Recorded data
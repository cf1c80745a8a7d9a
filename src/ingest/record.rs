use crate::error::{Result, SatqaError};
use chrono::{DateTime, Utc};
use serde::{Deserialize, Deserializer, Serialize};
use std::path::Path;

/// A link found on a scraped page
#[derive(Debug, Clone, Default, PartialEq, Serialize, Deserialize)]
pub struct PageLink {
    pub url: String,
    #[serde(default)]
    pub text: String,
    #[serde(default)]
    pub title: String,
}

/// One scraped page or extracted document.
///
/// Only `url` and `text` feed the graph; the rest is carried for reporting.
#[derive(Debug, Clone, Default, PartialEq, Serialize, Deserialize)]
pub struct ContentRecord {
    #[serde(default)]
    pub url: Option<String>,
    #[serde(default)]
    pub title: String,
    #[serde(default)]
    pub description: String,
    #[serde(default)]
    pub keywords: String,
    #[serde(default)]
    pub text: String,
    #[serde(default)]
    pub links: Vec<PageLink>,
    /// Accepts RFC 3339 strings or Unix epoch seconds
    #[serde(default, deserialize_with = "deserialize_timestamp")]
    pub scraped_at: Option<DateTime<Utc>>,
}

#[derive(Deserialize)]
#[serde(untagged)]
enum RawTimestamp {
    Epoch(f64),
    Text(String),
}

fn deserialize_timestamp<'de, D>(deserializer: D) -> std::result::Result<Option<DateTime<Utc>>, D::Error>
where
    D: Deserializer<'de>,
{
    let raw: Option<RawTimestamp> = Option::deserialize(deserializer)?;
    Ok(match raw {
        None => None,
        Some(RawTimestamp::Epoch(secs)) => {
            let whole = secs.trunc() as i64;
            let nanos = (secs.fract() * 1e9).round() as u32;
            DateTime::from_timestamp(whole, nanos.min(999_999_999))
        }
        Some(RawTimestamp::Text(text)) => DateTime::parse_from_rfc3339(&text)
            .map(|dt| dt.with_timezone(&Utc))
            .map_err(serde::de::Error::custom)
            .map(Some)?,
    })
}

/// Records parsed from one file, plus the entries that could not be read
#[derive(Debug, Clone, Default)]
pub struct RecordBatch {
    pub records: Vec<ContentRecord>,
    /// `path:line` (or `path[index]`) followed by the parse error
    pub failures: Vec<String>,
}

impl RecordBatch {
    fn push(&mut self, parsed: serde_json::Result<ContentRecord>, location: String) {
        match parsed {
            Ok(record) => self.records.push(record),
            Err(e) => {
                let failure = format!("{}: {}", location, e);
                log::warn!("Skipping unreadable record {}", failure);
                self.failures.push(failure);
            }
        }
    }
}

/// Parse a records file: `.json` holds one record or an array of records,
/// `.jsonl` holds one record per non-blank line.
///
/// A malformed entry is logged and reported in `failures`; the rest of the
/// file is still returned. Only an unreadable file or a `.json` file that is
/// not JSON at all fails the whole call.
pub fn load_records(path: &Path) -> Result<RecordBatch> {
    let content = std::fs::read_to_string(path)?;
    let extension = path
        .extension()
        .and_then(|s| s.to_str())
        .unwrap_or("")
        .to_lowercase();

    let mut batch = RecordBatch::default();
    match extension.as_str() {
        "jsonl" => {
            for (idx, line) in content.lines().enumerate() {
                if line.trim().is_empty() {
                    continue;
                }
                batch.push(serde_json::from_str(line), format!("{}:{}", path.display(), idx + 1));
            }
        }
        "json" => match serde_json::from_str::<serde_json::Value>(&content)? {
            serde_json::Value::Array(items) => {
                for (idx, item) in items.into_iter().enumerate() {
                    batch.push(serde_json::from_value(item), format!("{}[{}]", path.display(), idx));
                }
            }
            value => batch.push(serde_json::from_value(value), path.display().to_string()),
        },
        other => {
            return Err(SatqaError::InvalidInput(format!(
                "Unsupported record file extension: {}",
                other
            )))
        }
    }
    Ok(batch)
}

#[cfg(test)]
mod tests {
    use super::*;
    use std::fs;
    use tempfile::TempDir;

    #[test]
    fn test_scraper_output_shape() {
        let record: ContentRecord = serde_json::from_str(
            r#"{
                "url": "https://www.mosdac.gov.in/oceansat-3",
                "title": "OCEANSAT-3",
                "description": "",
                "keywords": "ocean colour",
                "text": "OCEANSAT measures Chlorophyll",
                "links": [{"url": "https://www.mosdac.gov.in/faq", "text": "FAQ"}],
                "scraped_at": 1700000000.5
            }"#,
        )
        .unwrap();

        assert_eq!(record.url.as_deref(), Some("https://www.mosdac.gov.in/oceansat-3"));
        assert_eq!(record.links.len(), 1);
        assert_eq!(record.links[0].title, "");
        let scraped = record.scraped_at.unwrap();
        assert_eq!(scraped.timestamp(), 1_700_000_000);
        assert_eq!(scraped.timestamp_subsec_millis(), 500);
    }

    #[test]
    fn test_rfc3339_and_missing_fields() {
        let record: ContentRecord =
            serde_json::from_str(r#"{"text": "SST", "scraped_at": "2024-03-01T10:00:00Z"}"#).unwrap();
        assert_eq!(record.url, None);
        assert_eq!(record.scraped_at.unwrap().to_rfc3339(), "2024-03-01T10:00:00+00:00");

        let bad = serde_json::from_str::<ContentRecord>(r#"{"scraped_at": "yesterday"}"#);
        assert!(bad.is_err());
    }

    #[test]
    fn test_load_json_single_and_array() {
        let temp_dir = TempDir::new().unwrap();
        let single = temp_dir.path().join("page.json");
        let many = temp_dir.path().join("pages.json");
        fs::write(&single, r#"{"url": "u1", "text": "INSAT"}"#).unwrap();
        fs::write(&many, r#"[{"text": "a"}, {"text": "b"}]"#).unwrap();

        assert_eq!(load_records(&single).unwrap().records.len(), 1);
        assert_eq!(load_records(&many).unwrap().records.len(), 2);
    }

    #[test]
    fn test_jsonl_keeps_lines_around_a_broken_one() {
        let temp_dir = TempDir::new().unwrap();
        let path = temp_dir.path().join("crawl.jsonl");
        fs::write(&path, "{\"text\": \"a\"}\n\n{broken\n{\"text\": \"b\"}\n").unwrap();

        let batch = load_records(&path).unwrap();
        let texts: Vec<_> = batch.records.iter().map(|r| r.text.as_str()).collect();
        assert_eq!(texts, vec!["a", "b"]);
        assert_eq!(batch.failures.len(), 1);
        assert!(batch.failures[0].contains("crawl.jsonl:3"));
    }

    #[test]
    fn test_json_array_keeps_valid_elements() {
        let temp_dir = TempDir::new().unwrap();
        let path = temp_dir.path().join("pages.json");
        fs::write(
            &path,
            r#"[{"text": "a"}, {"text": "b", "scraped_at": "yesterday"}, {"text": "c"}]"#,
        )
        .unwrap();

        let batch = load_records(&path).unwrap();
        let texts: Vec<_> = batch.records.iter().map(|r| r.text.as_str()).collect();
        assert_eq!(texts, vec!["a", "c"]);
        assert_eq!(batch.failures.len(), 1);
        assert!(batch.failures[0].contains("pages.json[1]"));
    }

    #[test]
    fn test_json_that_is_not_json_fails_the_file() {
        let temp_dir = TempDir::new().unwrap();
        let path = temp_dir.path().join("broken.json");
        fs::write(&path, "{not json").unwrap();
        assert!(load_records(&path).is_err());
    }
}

* _EXERCISE INSTRUCTIONS_
Line by line, copy the data above.

* _REPLY TO THE TASK_
repository cf1c80745a8a7d9a
filename src/ingest/record.rs
use crate::error::{Result, SatqaError};
use chrono::{DateTime, Utc};
use serde::{Deserialize, Deserializer, Serialize};
use std::path::Path;

/// A link found on a scraped page
#[derive(Debug, Clone, Default, PartialEq, Serialize, Deserialize)]
pub struct PageLink {
    pub url: String,
    #[serde(default)]
    pub text: String,
    #[serde(default)]
    pub title: String,
}

/// One scraped page or extracted document.
///
/// Only `url` and `text` feed the graph; the rest is carried for reporting.
#[derive(Debug, Clone, Default, PartialEq, Serialize, Deserialize)]
pub struct ContentRecord {
    #[serde(default)]
    pub url: Option<String>,
    #[serde(default)]
    pub title: String,
    #[serde(default)]
    pub description: String,
    #[serde(default)]
    pub keywords: String,
    #[serde(default)]
    pub text: String,
    #[serde(default)]
    pub links: Vec<PageLink>,
    /// Accepts RFC 3339 strings or Unix epoch seconds
    #[serde(default, deserialize_with = "deserialize_timestamp")]
    pub scraped_at: Option<DateTime<Utc>>,
}

#[derive(Deserialize)]
#[serde(untagged)]
enum RawTimestamp {
    Epoch(f64),
    Text(String),
}

fn deserialize_timestamp<'de, D>(deserializer: D) -> std::result::Result<Option<DateTime<Utc>>, D::Error>
where
    D: Deserializer<'de>,
{
    let raw: Option<RawTimestamp> = Option::deserialize(deserializer)?;
    Ok(match raw {
        None => None,
        Some(RawTimestamp::Epoch(secs)) => {
            let whole = secs.trunc() as i64;
            let nanos = (secs.fract() * 1e9).round() as u32;
            DateTime::from_timestamp(whole, nanos.min(999_999_999))
        }
        Some(RawTimestamp::Text(text)) => DateTime::parse_from_rfc3339(&text)
            .map(|dt| dt.with_timezone(&Utc))
            .map_err(serde::de::Error::custom)
            .map(Some)?,
    })
}

/// Records parsed from one file, plus the entries that could not be read
#[derive(Debug, Clone, Default)]
pub struct RecordBatch {
    pub records: Vec<ContentRecord>,
    /// `path:line` (or `path[index]`) followed by the parse error
    pub failures: Vec<String>,
}

impl RecordBatch {
    fn push(&mut self, parsed: serde_json::Result<ContentRecord>, location: String) {
        match parsed {
            Ok(record) => self.records.push(record),
            Err(e) => {
                let failure = format!("{}: {}", location, e);
                log::warn!("Skipping unreadable record {}", failure);
                self.failures.push(failure);
            }
        }
    }
}

/// Parse a records file: `.json` holds one record or an array of records,
/// `.jsonl` holds one record per non-blank line.
///
/// A malformed entry is logged and reported in `failures`; the rest of the
/// file is still returned. Only an unreadable file or a `.json` file that is
/// not JSON at all fails the whole call.
pub fn load_records(path: &Path) -> Result<RecordBatch> {
    let content = std::fs::read_to_string(path)?;
    let extension = path
        .extension()
        .and_then(|s| s.to_str())
        .unwrap_or("")
        .to_lowercase();

    let mut batch = RecordBatch::default();
    match extension.as_str() {
        "jsonl" => {
            for (idx, line) in content.lines().enumerate() {
                if line.trim().is_empty() {
                    continue;
                }
                batch.push(serde_json::from_str(line), format!("{}:{}", path.display(), idx + 1));
            }
        }
        "json" => match serde_json::from_str::<serde_json::Value>(&content)? {
            serde_json::Value::Array(items) => {
                for (idx, item) in items.into_iter().enumerate() {
                    batch.push(serde_json::from_value(item), format!("{}[{}]", path.display(), idx));
                }
            }
            value => batch.push(serde_json::from_value(value), path.display().to_string()),
        },
        other => {
            return Err(SatqaError::InvalidInput(format!(
                "Unsupported record file extension: {}",
                other
            )))
        }
    }
    Ok(batch)
}

#[cfg(test)]
mod tests {
    use super::*;
    use std::fs;
    use tempfile::TempDir;

    #[test]
    fn test_scraper_output_shape() {
        let record: ContentRecord = serde_json::from_str(
            r#"{
                "url": "https://www.mosdac.gov.in/oceansat-3",
                "title": "OCEANSAT-3",
                "description": "",
                "keywords": "ocean colour",
                "text": "OCEANSAT measures Chlorophyll",
                "links": [{"url": "https://www.mosdac.gov.in/faq", "text": "FAQ"}],
                "scraped_at": 1700000000.5
            }"#,
        )
        .unwrap();

        assert_eq!(record.url.as_deref(), Some("https://www.mosdac.gov.in/oceansat-3"));
        assert_eq!(record.links.len(), 1);
        assert_eq!(record.links[0].title, "");
        let scraped = record.scraped_at.unwrap();
        assert_eq!(scraped.timestamp(), 1_700_000_000);
        assert_eq!(scraped.timestamp_subsec_millis(), 500);
    }

    #[test]
    fn test_rfc3339_and_missing_fields() {
        let record: ContentRecord =
            serde_json::from_str(r#"{"text": "SST", "scraped_at": "2024-03-01T10:00:00Z"}"#).unwrap();
        assert_eq!(record.url, None);
        assert_eq!(record.scraped_at.unwrap().to_rfc3339(), "2024-03-01T10:00:00+00:00");

        let bad = serde_json::from_str::<ContentRecord>(r#"{"scraped_at": "yesterday"}"#);
        assert!(bad.is_err());
    }

    #[test]
    fn test_load_json_single_and_array() {
        let temp_dir = TempDir::new().unwrap();
        let single = temp_dir.path().join("page.json");
        let many = temp_dir.path().join("pages.json");
        fs::write(&single, r#"{"url": "u1", "text": "INSAT"}"#).unwrap();
        fs::write(&many, r#"[{"text": "a"}, {"text": "b"}]"#).unwrap();

        assert_eq!(load_records(&single).unwrap().records.len(), 1);
        assert_eq!(load_records(&many).unwrap().records.len(), 2);
    }

    #[test]
    fn test_jsonl_keeps_lines_around_a_broken_one() {
        let temp_dir = TempDir::new().unwrap();
        let path = temp_dir.path().join("crawl.jsonl");
        fs::write(&path, "{\"text\": \"a\"}\n\n{broken\n{\"text\": \"b\"}\n").unwrap();

        let batch = load_records(&path).unwrap();
        let texts: Vec<_> = batch.records.iter().map(|r| r.text.as_str()).collect();
        assert_eq!(texts, vec!["a", "b"]);
        assert_eq!(batch.failures.len(), 1);
        assert!(batch.failures[0].contains("crawl.jsonl:3"));
    }

    #[test]
    fn test_json_array_keeps_valid_elements() {
        let temp_dir = TempDir::new().unwrap();
        let path = temp_dir.path().join("pages.json");
        fs::write(
            &path,
            r#"[{"text": "a"}, {"text": "b", "scraped_at": "yesterday"}, {"text": "c"}]"#,
        )
        .unwrap();

        let batch = load_records(&path).unwrap();
        let texts: Vec<_> = batch.records.iter().map(|r| r.text.as_str()).collect();
        assert_eq!(texts, vec!["a", "c"]);
        assert_eq!(batch.failures.len(), 1);
        assert!(batch.failures[0].contains("pages.json[1]"));
    }

    #[test]
    fn test_json_that_is_not_json_fails_the_file() {
        let temp_dir = TempDir::new().unwrap();
        let path = temp_dir.path().join("broken.json");
        fs::write(&path, "{not json").unwrap();
        assert!(load_records(&path).is_err());
    }
}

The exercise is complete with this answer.